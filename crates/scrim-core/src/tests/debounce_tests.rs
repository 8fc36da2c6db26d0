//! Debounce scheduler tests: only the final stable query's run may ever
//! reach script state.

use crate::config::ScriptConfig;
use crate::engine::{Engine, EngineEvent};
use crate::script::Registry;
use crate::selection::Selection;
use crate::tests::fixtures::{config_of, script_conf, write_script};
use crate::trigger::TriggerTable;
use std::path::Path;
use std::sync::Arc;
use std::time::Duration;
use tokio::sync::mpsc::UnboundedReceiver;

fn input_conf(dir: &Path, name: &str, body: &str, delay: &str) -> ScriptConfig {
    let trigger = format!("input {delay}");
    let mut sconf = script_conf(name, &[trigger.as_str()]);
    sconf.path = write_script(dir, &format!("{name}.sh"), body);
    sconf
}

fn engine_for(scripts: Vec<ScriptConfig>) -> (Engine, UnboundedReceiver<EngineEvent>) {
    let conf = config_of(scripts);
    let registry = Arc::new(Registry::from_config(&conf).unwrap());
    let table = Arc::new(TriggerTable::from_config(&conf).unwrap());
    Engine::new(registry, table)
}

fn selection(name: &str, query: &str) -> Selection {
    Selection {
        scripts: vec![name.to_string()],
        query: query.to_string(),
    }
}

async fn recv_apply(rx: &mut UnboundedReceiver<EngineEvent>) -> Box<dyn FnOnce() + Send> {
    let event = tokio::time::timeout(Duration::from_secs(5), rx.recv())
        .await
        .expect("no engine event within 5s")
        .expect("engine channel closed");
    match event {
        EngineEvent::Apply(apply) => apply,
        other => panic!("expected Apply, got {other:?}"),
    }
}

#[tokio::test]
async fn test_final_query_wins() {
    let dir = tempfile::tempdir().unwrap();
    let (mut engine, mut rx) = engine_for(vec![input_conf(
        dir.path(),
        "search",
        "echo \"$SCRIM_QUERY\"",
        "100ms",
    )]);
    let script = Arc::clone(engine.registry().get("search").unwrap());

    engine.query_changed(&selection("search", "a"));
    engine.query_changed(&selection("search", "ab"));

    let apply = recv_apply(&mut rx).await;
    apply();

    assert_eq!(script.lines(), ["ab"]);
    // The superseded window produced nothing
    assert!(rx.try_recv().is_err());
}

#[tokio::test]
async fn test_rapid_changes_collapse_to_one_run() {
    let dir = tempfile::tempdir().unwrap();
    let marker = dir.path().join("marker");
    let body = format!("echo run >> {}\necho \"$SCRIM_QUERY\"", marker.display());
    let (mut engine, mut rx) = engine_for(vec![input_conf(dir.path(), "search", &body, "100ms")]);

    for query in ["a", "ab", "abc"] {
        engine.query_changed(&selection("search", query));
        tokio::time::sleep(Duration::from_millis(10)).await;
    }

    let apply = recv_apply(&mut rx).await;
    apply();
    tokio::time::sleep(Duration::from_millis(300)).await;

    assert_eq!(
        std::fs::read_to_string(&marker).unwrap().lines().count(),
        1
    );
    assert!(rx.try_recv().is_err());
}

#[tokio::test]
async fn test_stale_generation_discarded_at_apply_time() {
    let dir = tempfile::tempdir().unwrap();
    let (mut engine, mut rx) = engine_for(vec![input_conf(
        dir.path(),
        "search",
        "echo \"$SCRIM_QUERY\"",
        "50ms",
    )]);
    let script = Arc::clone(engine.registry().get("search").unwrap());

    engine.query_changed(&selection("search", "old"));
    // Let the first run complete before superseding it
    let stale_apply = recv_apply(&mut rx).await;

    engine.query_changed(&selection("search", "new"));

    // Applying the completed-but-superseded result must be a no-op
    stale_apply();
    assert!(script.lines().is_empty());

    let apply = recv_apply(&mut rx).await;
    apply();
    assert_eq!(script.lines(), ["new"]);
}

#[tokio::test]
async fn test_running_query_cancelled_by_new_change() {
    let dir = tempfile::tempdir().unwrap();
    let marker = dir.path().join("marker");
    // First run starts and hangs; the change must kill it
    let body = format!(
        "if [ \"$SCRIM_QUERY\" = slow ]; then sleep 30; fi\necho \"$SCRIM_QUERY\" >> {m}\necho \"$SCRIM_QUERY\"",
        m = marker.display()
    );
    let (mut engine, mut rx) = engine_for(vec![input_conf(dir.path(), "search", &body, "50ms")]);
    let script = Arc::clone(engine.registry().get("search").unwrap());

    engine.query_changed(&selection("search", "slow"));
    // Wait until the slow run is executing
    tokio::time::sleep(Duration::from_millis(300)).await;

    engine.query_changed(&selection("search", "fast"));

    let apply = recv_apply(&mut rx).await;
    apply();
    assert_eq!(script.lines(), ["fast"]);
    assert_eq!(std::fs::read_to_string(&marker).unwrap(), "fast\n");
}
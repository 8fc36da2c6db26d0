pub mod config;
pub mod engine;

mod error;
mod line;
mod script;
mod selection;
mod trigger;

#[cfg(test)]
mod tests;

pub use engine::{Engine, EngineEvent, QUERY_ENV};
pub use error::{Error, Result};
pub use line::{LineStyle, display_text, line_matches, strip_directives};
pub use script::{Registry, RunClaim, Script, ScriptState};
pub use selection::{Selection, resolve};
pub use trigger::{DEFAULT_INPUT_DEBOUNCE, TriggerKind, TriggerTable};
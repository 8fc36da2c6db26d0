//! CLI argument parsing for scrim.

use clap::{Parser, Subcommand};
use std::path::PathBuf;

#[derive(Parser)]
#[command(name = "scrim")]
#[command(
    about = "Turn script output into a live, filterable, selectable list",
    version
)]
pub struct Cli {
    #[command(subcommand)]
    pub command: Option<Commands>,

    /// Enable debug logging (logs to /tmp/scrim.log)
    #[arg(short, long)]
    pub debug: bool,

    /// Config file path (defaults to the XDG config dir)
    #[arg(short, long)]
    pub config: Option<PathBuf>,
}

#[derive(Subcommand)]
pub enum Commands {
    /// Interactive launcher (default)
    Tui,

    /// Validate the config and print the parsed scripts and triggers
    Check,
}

______

▶ [What you should do] Each line above that carries the string "async" has to be returned.

▶ [Written answer]
async fn recv_apply(rx: &mut UnboundedReceiver<EngineEvent>) -> Box<dyn FnOnce() + Send> {
async fn test_final_query_wins() {
async fn test_rapid_changes_collapse_to_one_run() {
async fn test_stale_generation_discarded_at_apply_time() {
async fn test_running_query_cancelled_by_new_change() {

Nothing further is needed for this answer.